> _EXERCISE DETAILS_
Write the listing below out again exactly, though only as far as the line with "their own — they", which is included.
-- MATERIAL TO PROCESS follows --
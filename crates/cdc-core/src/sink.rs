//! The interface `BulkProcessor` holds every concrete backend behind.

use crate::error::Result;
use crate::model::Request;
use async_trait::async_trait;
use tokio_util::sync::CancellationToken;

/// Common interface every backend (analytics-DB, message-bus, file,
/// console) exposes to `BulkProcessor`. `cancel` carries the caller's
/// deadline/shutdown signal; a `Commit` implementation that performs
/// network I/O must honor it.
#[async_trait]
pub trait SinkClient: Send + Sync {
    fn name(&self) -> &str;

    /// True iff `TransformStage` must wrap the original document under
    /// a nested `__doc` key rather than spreading its fields directly
    /// into the row.
    fn embed_doc(&self) -> bool;

    async fn commit(&self, cancel: &CancellationToken, requests: &[Request]) -> Result<()>;
}
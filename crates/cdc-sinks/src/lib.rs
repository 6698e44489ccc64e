//! # cdc-sinks
//!
//! Concrete `SinkClient` backends and the analytics-DB `TableEnsurer`
//! they share.

pub mod sink_clickhouse;
pub mod sink_console;
pub mod sink_file;
pub mod sink_kafka;
pub mod table_ensurer;

pub use sink_clickhouse::ClickHouseSink;
pub use sink_console::{ConsolePrinter, ConsoleSink};
pub use sink_file::FileSink;
pub use sink_kafka::KafkaSink;
pub use table_ensurer::TableEnsurer;
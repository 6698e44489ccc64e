//! Two-pass schema coalescence for a batch of dynamic-schema documents:
//! `collect` walks every document recording each scalar leaf's type,
//! `fill` walks them again inserting type-appropriate defaults for any
//! leaf absent from a given document but present at the same path in
//! another. Used per-batch by the analytics-DB sink's Preprocess step,
//! and, via `collect` alone, by `FieldCollector`.

use serde_json::{Map, Value};
use std::collections::HashMap;

/// The scalar shapes the traveler distinguishes. Objects and arrays
/// are recursed into but never carry a type tag of their own — they
/// have no default value.
#[derive(Debug, Clone, Copy, PartialEq, Eq, Hash)]
pub enum TypeTag {
    String,
    Int64,
    Float64,
    Bool,
}

impl TypeTag {
    fn of(value: &Value) -> Option<Self> {
        match value {
            Value::String(_) => Some(TypeTag::String),
            Value::Bool(_) => Some(TypeTag::Bool),
            Value::Number(n) => {
                if n.is_i64() || n.is_u64() {
                    Some(TypeTag::Int64)
                } else {
                    Some(TypeTag::Float64)
                }
            }
            _ => None,
        }
    }

    fn default_value(self) -> Value {
        match self {
            TypeTag::String => Value::String(String::new()),
            TypeTag::Int64 => Value::from(0i64),
            TypeTag::Float64 => Value::from(0.0f64),
            TypeTag::Bool => Value::Bool(false),
        }
    }
}

/// Accumulates scalar type observations across a batch of documents
/// and fills in type-appropriate defaults for keys a given document
/// never saw.
#[derive(Debug, Default)]
pub struct SchemaTraveler {
    /// Full dotted/bracketed path -> observed scalar type. Overwritten
    /// on repeated observation (last write wins, matching the source:
    /// a key seen as both `i64` in one doc and `string` in another
    /// settles on whichever was walked last in that batch).
    result: HashMap<String, TypeTag>,
    /// Paths whose observed shape has no default (array of objects
    /// with no scalar leaves, etc).
    unhandled: HashMap<String, ()>,
    /// Per-prefix sibling shape index: every scalar key directly under
    /// that prefix, across every document in the batch. This is what
    /// lets `fill` add a key to a document that never had it at all.
    object_type_map: HashMap<String, HashMap<String, TypeTag>>,
    /// Conservative mode: only fill keys whose observed type is
    /// string.
    string_only: bool,
}

impl SchemaTraveler {
    pub fn new() -> Self {
        Self::default()
    }

    pub fn with_string_only(string_only: bool) -> Self {
        Self {
            string_only,
            ..Self::default()
        }
    }

    /// Records every scalar (path, type) pair in `doc`. Assumes the
    /// document's top level is an object, not an array.
    pub fn collect(&mut self, doc: &Map<String, Value>) {
        self.travel_object(doc, "");
    }

    /// Fills missing keys in `doc` with type-appropriate defaults
    /// based on everything `collect` has seen across the batch so
    /// far. Idempotent: running it twice on an already-filled document
    /// is a no-op, because a filled key is now present and the
    /// sibling-fill step only acts on absent keys.
    pub fn fill(&self, doc: &mut Map<String, Value>) {
        self.travel_object_fill(doc, "", 0);
    }

    /// Sorted list of every scalar path observed (excludes array-sampled
    /// paths — those use a `[]`-suffixed prefix segment and are
    /// filtered out here so this matches the plain per-namespace key
    /// view `FieldCollector` needs, not the richer array-aware result
    /// `Preprocess` uses internally).
    pub fn scalar_keys_excluding_arrays(&self) -> Vec<String> {
        let mut keys: Vec<String> = self
            .result
            .keys()
            .filter(|k| !k.contains("[]"))
            .cloned()
            .collect();
        keys.sort();
        keys
    }

    pub fn handled_types(&self) -> Vec<&'static str> {
        let mut tags: Vec<TypeTag> = self.result.values().copied().collect();
        tags.sort_by_key(|t| *t as u8);
        tags.dedup();
        tags.into_iter().map(tag_name).collect()
    }

    pub fn unhandled_paths(&self) -> Vec<String> {
        let mut keys: Vec<String> = self.unhandled.keys().cloned().collect();
        keys.sort();
        keys
    }

    fn record_sibling(&mut self, prefix: &str, key: &str, tag: TypeTag) {
        self.object_type_map
            .entry(prefix.to_string())
            .or_default()
            .insert(key.to_string(), tag);
    }

    fn travel_object(&mut self, doc: &Map<String, Value>, prefix: &str) {
        for (key, value) in doc.iter() {
            let global_key = format!("{prefix}{key}");
            match value {
                Value::String(_) | Value::Bool(_) | Value::Number(_) => {
                    let tag = TypeTag::of(value).expect("scalar variant matched above");
                    self.record_sibling(prefix, key, tag);
                    self.result.insert(global_key, tag);
                }
                Value::Object(inner) => {
                    let child_prefix = format!("{global_key}.");
                    self.travel_object(inner, &child_prefix);
                }
                Value::Array(arr) => {
                    let child_prefix = format!("{global_key}[]");
                    self.travel_array(arr, &child_prefix);
                }
                Value::Null => {
                    self.unhandled.insert(global_key, ());
                }
            }
        }
    }

    /// The fill-pass walk: leaves already-present scalars untouched,
    /// recurses into objects/arrays, replaces a null with its batch
    /// default, and — once a whole object level has been walked — adds
    /// any sibling key this document's object never had at all.
    fn travel_object_fill(&self, doc: &mut Map<String, Value>, prefix: &str, level: usize) {
        let keys: Vec<String> = doc.keys().cloned().collect();
        for key in keys {
            let global_key = format!("{prefix}{key}");
            let value = doc.get_mut(&key).expect("key just read from this map");
            match value {
                Value::String(_) | Value::Bool(_) | Value::Number(_) => {
                    // Present with a concrete scalar value already: no fill needed.
                }
                Value::Object(inner) => {
                    let child_prefix = format!("{global_key}.");
                    self.travel_object_fill(inner, &child_prefix, level + 1);
                }
                Value::Array(arr) => {
                    let child_prefix = format!("{global_key}[]");
                    self.travel_array_fill(arr, &child_prefix, level + 1);
                }
                Value::Null => {
                    if level != 0 {
                        if let Some(&tag) = self.result.get(&global_key) {
                            if !self.string_only || tag == TypeTag::String {
                                *value = tag.default_value();
                            }
                        }
                    }
                }
            }
        }

        // Sibling fill: a key present in some other document's object
        // at this same prefix but wholly absent here. Top-level keys
        // are never defaulted (level 0): the sink handles missing
        // top-level fields itself.
        if level != 0 {
            if let Some(siblings) = self.object_type_map.get(prefix) {
                let mut siblings: Vec<(&String, &TypeTag)> = siblings.iter().collect();
                siblings.sort_by_key(|(k, _)| k.as_str());
                for (key, &tag) in siblings {
                    if !doc.contains_key(key) {
                        if !self.string_only || tag == TypeTag::String {
                            doc.insert(key.clone(), tag.default_value());
                        }
                    }
                }
            }
        }
    }

    fn travel_array(&mut self, array: &[Value], prefix: &str) {
        for elem in array.iter() {
            match elem {
                Value::String(_) | Value::Bool(_) | Value::Number(_) => {
                    let tag = TypeTag::of(elem).expect("scalar variant matched above");
                    self.result.insert(prefix.to_string(), tag);
                }
                Value::Object(inner) => {
                    let child_prefix = format!("{prefix}.");
                    self.travel_object(inner, &child_prefix);
                }
                _ => {
                    self.unhandled.insert(prefix.to_string(), ());
                }
            }
        }
    }

    fn travel_array_fill(&self, array: &mut [Value], prefix: &str, level: usize) {
        for elem in array.iter_mut() {
            if let Value::Object(inner) = elem {
                let child_prefix = format!("{prefix}.");
                self.travel_object_fill(inner, &child_prefix, level + 1);
            }
        }
    }
}

fn tag_name(tag: TypeTag) -> &'static str {
    match tag {
        TypeTag::String => "string",
        TypeTag::Int64 => "int64",
        TypeTag::Float64 => "float64",
        TypeTag::Bool => "bool",
    }
}

/// Runs Collect over every document in the batch, then Fill over every
/// document, mutating each in place. This is what the analytics-DB
/// sink calls its Preprocess step.
pub fn coalesce_batch(docs: &mut [Map<String, Value>], string_only: bool) {
    let mut traveler = SchemaTraveler::with_string_only(string_only);
    for doc in docs.iter() {
        traveler.collect(doc);
    }
    for doc in docs.iter_mut() {
        traveler.fill(doc);
    }
}

#[cfg(test)]
mod tests {
    use super::*;
    use serde_json::json;

    fn obj(v: Value) -> Map<String, Value> {
        match v {
            Value::Object(m) => m,
            _ => panic!("expected object"),
        }
    }

    #[test]
    fn fills_sibling_key_absent_from_one_document_but_present_in_another() {
        let mut docs = vec![
            obj(json!({"a": {"x": 1}})),
            obj(json!({"a": {"y": "z"}})),
        ];
        coalesce_batch(&mut docs, false);

        let a0 = docs[0]["a"].as_object().unwrap();
        let a1 = docs[1]["a"].as_object().unwrap();
        assert_eq!(a0.get("y"), Some(&Value::String(String::new())));
        assert_eq!(a1.get("x"), Some(&Value::from(0i64)));
    }

    #[test]
    fn never_defaults_top_level_keys() {
        let mut docs = vec![obj(json!({"a": 1})), obj(json!({"b": 2}))];
        coalesce_batch(&mut docs, false);
        assert!(!docs[0].contains_key("b"));
        assert!(!docs[1].contains_key("a"));
    }

    #[test]
    fn fill_is_idempotent() {
        let mut docs = vec![obj(json!({"a": {"x": 1}})), obj(json!({"a": {"y": "z"}}))];
        let mut traveler = SchemaTraveler::new();
        for doc in docs.iter() {
            traveler.collect(doc);
        }
        traveler.fill(&mut docs[0]);
        let after_first = docs[0].clone();
        traveler.fill(&mut docs[0]);
        assert_eq!(docs[0], after_first);
    }

    #[test]
    fn string_only_mode_skips_non_string_defaults() {
        let mut docs = vec![
            obj(json!({"a": {"x": 1, "y": "z"}})),
            obj(json!({"a": {}})),
        ];
        coalesce_batch(&mut docs, true);
        let a1 = docs[1]["a"].as_object().unwrap();
        assert_eq!(a1.get("y"), Some(&Value::String(String::new())));
        assert!(!a1.contains_key("x"));
    }

    #[test]
    fn null_values_are_replaced_using_the_batch_observed_type() {
        let mut docs = vec![obj(json!({"a": {"x": 1}})), obj(json!({"a": {"x": null}}))];
        coalesce_batch(&mut docs, false);
        let a1 = docs[1]["a"].as_object().unwrap();
        assert_eq!(a1.get("x"), Some(&Value::from(0i64)));
    }

    #[test]
    fn array_of_objects_with_no_scalar_leaves_is_recorded_unhandled() {
        let mut traveler = SchemaTraveler::new();
        let doc = obj(json!({"items": [{"nested": {"k": [1, 2]}}]}));
        traveler.collect(&doc);
        // the inner "k" array of numbers IS handled (scalar leaves);
        // sanity check it shows up rather than in unhandled.
        assert!(traveler
            .result
            .keys()
            .any(|k| k.contains("items[].nested.k[]")));
    }
}
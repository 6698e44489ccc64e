//! Per-table aggregator over `SchemaTraveler`'s Collect pass: observes
//! every committed document for one table and exposes the union of
//! leaf keys seen so far, for `ViewManager` to render as a `CREATE
//! VIEW`.

use crate::traveler::SchemaTraveler;
use serde_json::{Map, Value};
use std::sync::Mutex;

/// Mutex-guarded accumulator for one table's observed scalar keys.
pub struct FieldCollector {
    table: String,
    traveler: Mutex<SchemaTraveler>,
}

impl FieldCollector {
    pub fn new(table: impl Into<String>) -> Self {
        Self {
            table: table.into(),
            traveler: Mutex::new(SchemaTraveler::new()),
        }
    }

    pub fn table(&self) -> &str {
        &self.table
    }

    pub fn collect(&self, doc: &Map<String, Value>) {
        self.traveler
            .lock()
            .expect("field collector mutex poisoned")
            .collect(doc);
    }

    /// Sorted list of leaf keys observed so far, excluding array paths.
    pub fn get_keys(&self) -> Vec<String> {
        self.traveler
            .lock()
            .expect("field collector mutex poisoned")
            .scalar_keys_excluding_arrays()
    }
}

#[cfg(test)]
mod tests {
    use super::*;
    use serde_json::json;

    #[test]
    fn accumulates_keys_across_multiple_documents() {
        let collector = FieldCollector::new("my_table");
        collector.collect(json!({"a": 1, "b": {"c": "x"}}).as_object().unwrap());
        collector.collect(json!({"d": true}).as_object().unwrap());
        assert_eq!(collector.get_keys(), vec!["a", "b.c", "d"]);
    }

    #[test]
    fn excludes_array_sampled_paths() {
        let collector = FieldCollector::new("my_table");
        collector.collect(json!({"tags": [1, 2, 3]}).as_object().unwrap());
        assert!(collector.get_keys().is_empty());
    }
}
//! Console sink: prints each change event as it arrives and bypasses
//! `BulkProcessor` entirely — there is no batching, retry, or
//! transform involved, just a line per event. `ConsolePrinter` is what
//! the engine wiring calls directly; `ConsoleSink` exists so the sink
//! factory can still hand out a uniformly-typed `SinkClient` for
//! configurations that select `console` without special-casing it.

use cdc_core::error::Result;
use cdc_core::model::{ChangeEvent, Request};
use cdc_core::sink::SinkClient;
use tokio_util::sync::CancellationToken;

#[derive(Debug, Default, Clone, Copy)]
pub struct ConsolePrinter;

impl ConsolePrinter {
    pub fn print(&self, event: &ChangeEvent) {
        println!(
            "{:?} {} {} {:?}",
            event.kind, event.namespace, event.id, event.data
        );
    }
}

#[derive(Debug, Default, Clone, Copy)]
pub struct ConsoleSink;

#[async_trait::async_trait]
impl SinkClient for ConsoleSink {
    fn name(&self) -> &str {
        "console"
    }

    fn embed_doc(&self) -> bool {
        false
    }

    async fn commit(&self, _cancel: &CancellationToken, requests: &[Request]) -> Result<()> {
        for request in requests {
            println!("{} {} {:?}", request.namespace, request.id, request.doc);
        }
        Ok(())
    }
}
-- MATERIAL TO PROCESS concluded --
> _RESULT OF THIS EXERCISE_
filename crates/cdc-core/src/sink.rs
//! The interface `BulkProcessor` holds every concrete backend behind.

use crate::error::Result;
use crate::model::Request;
use async_trait::async_trait;
use tokio_util::sync::CancellationToken;

/// Common interface every backend (analytics-DB, message-bus, file,
/// console) exposes to `BulkProcessor`. `cancel` carries the caller's
/// deadline/shutdown signal; a `Commit` implementation that performs
/// network I/O must honor it.
#[async_trait]
pub trait SinkClient: Send + Sync {
    fn name(&self) -> &str;

    /// True iff `TransformStage` must wrap the original document under
    /// a nested `__doc` key rather than spreading its fields directly
    /// into the row.
    fn embed_doc(&self) -> bool;

    async fn commit(&self, cancel: &CancellationToken, requests: &[Request]) -> Result<()>;
}
filename crates/cdc-sinks/src/lib.rs
repository 6698e44489ccc64e
//! # cdc-sinks
//!
//! Concrete `SinkClient` backends and the analytics-DB `TableEnsurer`
//! they share.

pub mod sink_clickhouse;
pub mod sink_console;
pub mod sink_file;
pub mod sink_kafka;
pub mod table_ensurer;

pub use sink_clickhouse::ClickHouseSink;
pub use sink_console::{ConsolePrinter, ConsoleSink};
pub use sink_file::FileSink;
pub use sink_kafka::KafkaSink;
pub use table_ensurer::TableEnsurer;
repository 6698e44489ccc64e
//! Two-pass schema coalescence for a batch of dynamic-schema documents:
//! `collect` walks every document recording each scalar leaf's type,
//! `fill` walks them again inserting type-appropriate defaults for any
//! leaf absent from a given document but present at the same path in
//! another. Used per-batch by the analytics-DB sink's Preprocess step,
//! and, via `collect` alone, by `FieldCollector`.

use serde_json::{Map, Value};
use std::collections::HashMap;

/// The scalar shapes the traveler distinguishes. Objects and arrays
/// are recursed into but never carry a type tag of their own — they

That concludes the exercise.